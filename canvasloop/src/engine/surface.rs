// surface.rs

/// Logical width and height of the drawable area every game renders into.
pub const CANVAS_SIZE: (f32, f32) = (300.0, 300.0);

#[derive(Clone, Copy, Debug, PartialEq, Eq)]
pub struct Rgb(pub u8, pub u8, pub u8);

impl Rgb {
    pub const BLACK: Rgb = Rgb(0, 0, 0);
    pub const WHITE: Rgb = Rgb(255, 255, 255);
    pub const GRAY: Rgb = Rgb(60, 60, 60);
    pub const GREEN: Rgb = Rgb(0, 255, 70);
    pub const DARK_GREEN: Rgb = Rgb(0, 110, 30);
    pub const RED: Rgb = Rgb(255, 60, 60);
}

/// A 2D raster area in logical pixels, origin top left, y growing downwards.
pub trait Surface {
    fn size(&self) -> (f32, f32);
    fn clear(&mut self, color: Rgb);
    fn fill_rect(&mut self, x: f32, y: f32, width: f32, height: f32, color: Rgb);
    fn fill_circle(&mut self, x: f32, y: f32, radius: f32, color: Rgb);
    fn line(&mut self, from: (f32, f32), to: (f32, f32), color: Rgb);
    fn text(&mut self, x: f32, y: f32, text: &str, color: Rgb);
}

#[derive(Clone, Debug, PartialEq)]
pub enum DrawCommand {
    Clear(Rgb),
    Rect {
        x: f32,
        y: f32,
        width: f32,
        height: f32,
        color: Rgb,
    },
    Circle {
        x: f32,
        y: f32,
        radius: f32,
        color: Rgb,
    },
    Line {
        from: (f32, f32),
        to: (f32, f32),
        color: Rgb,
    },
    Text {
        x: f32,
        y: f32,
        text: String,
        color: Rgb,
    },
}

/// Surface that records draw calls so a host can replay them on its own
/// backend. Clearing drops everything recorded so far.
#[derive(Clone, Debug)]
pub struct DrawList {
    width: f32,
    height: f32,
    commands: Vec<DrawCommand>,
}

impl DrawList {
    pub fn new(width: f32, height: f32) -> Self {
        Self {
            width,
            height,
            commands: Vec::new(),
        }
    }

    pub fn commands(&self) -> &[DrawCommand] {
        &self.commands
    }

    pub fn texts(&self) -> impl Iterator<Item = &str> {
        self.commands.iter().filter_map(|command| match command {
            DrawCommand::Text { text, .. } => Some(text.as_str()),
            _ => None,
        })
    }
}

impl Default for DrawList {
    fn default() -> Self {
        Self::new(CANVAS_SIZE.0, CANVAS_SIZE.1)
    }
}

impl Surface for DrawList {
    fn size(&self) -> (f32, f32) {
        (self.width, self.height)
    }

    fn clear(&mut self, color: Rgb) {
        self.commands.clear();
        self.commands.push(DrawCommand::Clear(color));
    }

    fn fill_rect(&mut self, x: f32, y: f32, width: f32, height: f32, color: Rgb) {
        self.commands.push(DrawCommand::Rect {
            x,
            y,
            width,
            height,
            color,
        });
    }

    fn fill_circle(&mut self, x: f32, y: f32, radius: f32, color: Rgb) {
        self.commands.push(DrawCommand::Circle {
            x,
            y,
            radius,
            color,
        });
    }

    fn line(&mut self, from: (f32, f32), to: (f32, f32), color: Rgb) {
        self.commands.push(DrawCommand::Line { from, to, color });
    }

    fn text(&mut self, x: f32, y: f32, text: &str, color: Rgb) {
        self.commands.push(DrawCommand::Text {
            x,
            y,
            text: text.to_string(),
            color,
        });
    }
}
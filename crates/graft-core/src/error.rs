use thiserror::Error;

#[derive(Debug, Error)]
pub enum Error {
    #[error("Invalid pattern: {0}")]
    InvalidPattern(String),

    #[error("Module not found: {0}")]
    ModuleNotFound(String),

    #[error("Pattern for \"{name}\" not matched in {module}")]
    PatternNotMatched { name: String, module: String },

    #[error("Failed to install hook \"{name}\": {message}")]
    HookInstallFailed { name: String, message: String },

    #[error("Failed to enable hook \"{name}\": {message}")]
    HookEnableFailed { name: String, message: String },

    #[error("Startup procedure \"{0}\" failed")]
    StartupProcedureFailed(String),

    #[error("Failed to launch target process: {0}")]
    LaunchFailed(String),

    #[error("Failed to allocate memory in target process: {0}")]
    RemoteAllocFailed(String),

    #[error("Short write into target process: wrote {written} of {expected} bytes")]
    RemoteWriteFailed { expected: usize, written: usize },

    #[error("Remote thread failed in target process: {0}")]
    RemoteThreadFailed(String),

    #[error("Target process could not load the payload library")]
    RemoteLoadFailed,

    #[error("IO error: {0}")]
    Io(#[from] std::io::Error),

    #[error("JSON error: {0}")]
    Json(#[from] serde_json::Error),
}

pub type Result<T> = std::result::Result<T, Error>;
* * *
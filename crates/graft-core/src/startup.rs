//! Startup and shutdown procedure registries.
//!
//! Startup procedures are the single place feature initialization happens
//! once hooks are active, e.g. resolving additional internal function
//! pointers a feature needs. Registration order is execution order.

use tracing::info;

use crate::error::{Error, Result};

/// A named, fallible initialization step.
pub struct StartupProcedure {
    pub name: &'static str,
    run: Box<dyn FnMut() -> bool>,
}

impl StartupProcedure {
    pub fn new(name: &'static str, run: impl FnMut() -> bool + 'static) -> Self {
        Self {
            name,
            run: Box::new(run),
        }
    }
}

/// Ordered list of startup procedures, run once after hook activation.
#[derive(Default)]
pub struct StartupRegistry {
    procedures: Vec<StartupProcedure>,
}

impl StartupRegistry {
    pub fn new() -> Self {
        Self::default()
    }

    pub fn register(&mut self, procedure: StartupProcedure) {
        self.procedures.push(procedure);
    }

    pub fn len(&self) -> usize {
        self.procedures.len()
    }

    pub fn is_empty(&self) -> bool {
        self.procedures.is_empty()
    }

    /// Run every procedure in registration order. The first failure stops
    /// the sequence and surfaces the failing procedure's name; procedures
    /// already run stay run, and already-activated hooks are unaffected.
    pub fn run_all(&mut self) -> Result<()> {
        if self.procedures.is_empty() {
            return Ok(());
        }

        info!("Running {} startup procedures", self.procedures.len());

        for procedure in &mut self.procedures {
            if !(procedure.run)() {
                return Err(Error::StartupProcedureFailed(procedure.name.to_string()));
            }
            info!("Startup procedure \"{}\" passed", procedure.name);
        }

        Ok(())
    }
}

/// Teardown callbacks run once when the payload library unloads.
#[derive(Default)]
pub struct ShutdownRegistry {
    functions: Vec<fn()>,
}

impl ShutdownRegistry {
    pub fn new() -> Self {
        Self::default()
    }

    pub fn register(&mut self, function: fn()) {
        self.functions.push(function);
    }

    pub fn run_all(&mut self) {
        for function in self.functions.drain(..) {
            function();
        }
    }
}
...
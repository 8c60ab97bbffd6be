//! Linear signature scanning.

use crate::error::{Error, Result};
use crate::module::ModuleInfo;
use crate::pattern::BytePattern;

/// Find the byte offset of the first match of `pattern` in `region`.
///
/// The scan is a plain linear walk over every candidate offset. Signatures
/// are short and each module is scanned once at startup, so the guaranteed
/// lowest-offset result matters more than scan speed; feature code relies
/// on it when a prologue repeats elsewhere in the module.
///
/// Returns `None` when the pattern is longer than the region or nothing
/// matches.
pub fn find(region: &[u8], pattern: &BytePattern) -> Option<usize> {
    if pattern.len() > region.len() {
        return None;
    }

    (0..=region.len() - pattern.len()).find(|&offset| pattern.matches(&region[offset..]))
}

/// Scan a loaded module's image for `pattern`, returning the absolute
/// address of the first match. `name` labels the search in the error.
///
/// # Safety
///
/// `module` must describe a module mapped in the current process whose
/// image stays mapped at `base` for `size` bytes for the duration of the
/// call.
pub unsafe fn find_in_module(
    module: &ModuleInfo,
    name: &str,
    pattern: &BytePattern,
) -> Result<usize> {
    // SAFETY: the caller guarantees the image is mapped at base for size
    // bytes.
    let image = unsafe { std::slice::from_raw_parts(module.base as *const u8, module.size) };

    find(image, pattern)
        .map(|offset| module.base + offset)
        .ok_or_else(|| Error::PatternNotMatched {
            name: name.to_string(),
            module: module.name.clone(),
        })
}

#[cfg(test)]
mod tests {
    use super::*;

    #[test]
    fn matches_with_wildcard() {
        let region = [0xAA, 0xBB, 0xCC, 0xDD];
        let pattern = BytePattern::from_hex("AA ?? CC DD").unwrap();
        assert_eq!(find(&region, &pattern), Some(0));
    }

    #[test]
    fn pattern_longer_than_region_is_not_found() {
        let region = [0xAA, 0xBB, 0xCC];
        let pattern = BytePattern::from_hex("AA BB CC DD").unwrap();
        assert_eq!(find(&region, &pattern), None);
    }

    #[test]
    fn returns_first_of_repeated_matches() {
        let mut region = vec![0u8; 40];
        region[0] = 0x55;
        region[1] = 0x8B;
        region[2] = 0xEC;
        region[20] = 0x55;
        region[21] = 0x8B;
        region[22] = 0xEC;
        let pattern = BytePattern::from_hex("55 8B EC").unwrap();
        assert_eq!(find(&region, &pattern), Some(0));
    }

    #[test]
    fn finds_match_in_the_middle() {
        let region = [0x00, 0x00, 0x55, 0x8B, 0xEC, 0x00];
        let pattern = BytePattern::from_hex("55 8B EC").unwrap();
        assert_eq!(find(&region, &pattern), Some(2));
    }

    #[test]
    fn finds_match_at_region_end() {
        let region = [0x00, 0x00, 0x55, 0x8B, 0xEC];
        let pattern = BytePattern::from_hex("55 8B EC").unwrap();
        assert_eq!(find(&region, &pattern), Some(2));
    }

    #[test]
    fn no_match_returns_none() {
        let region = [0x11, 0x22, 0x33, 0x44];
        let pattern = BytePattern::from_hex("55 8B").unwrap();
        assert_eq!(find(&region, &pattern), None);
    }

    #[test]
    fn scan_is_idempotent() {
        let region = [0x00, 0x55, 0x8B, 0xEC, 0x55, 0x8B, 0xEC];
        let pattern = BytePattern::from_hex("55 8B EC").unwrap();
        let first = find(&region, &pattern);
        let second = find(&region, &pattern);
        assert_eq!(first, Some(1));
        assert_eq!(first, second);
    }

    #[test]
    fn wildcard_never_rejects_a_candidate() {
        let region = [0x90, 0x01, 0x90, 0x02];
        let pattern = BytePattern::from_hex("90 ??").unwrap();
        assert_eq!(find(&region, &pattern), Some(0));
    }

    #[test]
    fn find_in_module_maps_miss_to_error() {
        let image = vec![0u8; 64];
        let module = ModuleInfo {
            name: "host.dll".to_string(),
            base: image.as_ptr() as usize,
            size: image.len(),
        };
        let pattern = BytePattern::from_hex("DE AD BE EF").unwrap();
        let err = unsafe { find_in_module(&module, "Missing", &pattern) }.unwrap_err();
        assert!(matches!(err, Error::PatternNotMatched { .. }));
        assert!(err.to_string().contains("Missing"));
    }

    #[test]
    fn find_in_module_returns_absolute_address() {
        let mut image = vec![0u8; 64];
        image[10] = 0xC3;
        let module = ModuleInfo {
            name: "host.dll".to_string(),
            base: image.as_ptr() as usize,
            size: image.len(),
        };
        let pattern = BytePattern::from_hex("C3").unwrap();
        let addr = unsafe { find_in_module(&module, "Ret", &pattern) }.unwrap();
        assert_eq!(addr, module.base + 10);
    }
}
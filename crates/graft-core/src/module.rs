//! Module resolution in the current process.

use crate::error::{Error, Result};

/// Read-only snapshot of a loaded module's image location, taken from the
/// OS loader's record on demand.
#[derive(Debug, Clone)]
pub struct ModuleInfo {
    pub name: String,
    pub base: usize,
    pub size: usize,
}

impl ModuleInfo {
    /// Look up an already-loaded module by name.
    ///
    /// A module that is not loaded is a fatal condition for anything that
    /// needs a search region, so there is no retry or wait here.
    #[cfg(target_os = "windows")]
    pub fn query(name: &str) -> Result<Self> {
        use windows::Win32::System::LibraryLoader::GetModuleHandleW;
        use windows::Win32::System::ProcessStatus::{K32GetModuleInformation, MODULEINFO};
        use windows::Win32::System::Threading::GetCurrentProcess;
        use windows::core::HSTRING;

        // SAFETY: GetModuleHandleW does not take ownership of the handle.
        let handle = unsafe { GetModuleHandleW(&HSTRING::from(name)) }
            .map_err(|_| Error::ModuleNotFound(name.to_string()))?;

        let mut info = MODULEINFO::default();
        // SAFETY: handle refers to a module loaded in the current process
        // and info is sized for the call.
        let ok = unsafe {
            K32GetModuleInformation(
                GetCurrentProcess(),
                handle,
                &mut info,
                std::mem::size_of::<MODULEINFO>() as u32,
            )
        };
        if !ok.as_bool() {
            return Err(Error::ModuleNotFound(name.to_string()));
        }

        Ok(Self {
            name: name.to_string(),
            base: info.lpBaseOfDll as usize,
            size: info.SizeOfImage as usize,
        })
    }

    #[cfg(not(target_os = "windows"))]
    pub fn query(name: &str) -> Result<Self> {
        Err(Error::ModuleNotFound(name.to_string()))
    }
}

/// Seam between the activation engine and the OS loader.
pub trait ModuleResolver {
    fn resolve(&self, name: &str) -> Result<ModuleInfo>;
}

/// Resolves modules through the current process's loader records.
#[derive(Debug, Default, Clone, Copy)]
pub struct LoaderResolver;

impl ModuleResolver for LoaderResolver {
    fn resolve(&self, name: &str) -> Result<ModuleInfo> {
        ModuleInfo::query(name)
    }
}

▶ _Problem details_:
Look above for the line with "filename canvasloop/src/engine/surface.rs" and the line with "fn default() ->"; transcribe both and all lines in between, exactly, and nothing else.

▶ _Output for this exercise_:
filename canvasloop/src/engine/surface.rs
// surface.rs

/// Logical width and height of the drawable area every game renders into.
pub const CANVAS_SIZE: (f32, f32) = (300.0, 300.0);

#[derive(Clone, Copy, Debug, PartialEq, Eq)]
pub struct Rgb(pub u8, pub u8, pub u8);

impl Rgb {
    pub const BLACK: Rgb = Rgb(0, 0, 0);
    pub const WHITE: Rgb = Rgb(255, 255, 255);
    pub const GRAY: Rgb = Rgb(60, 60, 60);
    pub const GREEN: Rgb = Rgb(0, 255, 70);
    pub const DARK_GREEN: Rgb = Rgb(0, 110, 30);
    pub const RED: Rgb = Rgb(255, 60, 60);
}

/// A 2D raster area in logical pixels, origin top left, y growing downwards.
pub trait Surface {
    fn size(&self) -> (f32, f32);
    fn clear(&mut self, color: Rgb);
    fn fill_rect(&mut self, x: f32, y: f32, width: f32, height: f32, color: Rgb);
    fn fill_circle(&mut self, x: f32, y: f32, radius: f32, color: Rgb);
    fn line(&mut self, from: (f32, f32), to: (f32, f32), color: Rgb);
    fn text(&mut self, x: f32, y: f32, text: &str, color: Rgb);
}

#[derive(Clone, Debug, PartialEq)]
pub enum DrawCommand {
    Clear(Rgb),
    Rect {
        x: f32,
        y: f32,
        width: f32,
        height: f32,
        color: Rgb,
    },
    Circle {
        x: f32,
        y: f32,
        radius: f32,
        color: Rgb,
    },
    Line {
        from: (f32, f32),
        to: (f32, f32),
        color: Rgb,
    },
    Text {
        x: f32,
        y: f32,
        text: String,
        color: Rgb,
    },
}

/// Surface that records draw calls so a host can replay them on its own
/// backend. Clearing drops everything recorded so far.
#[derive(Clone, Debug)]
pub struct DrawList {
    width: f32,
    height: f32,
    commands: Vec<DrawCommand>,
}

impl DrawList {
    pub fn new(width: f32, height: f32) -> Self {
        Self {
            width,
            height,
            commands: Vec::new(),
        }
    }

    pub fn commands(&self) -> &[DrawCommand] {
        &self.commands
    }

    pub fn texts(&self) -> impl Iterator<Item = &str> {
        self.commands.iter().filter_map(|command| match command {
            DrawCommand::Text { text, .. } => Some(text.as_str()),
            _ => None,
        })
    }
}

impl Default for DrawList {
    fn default() -> Self {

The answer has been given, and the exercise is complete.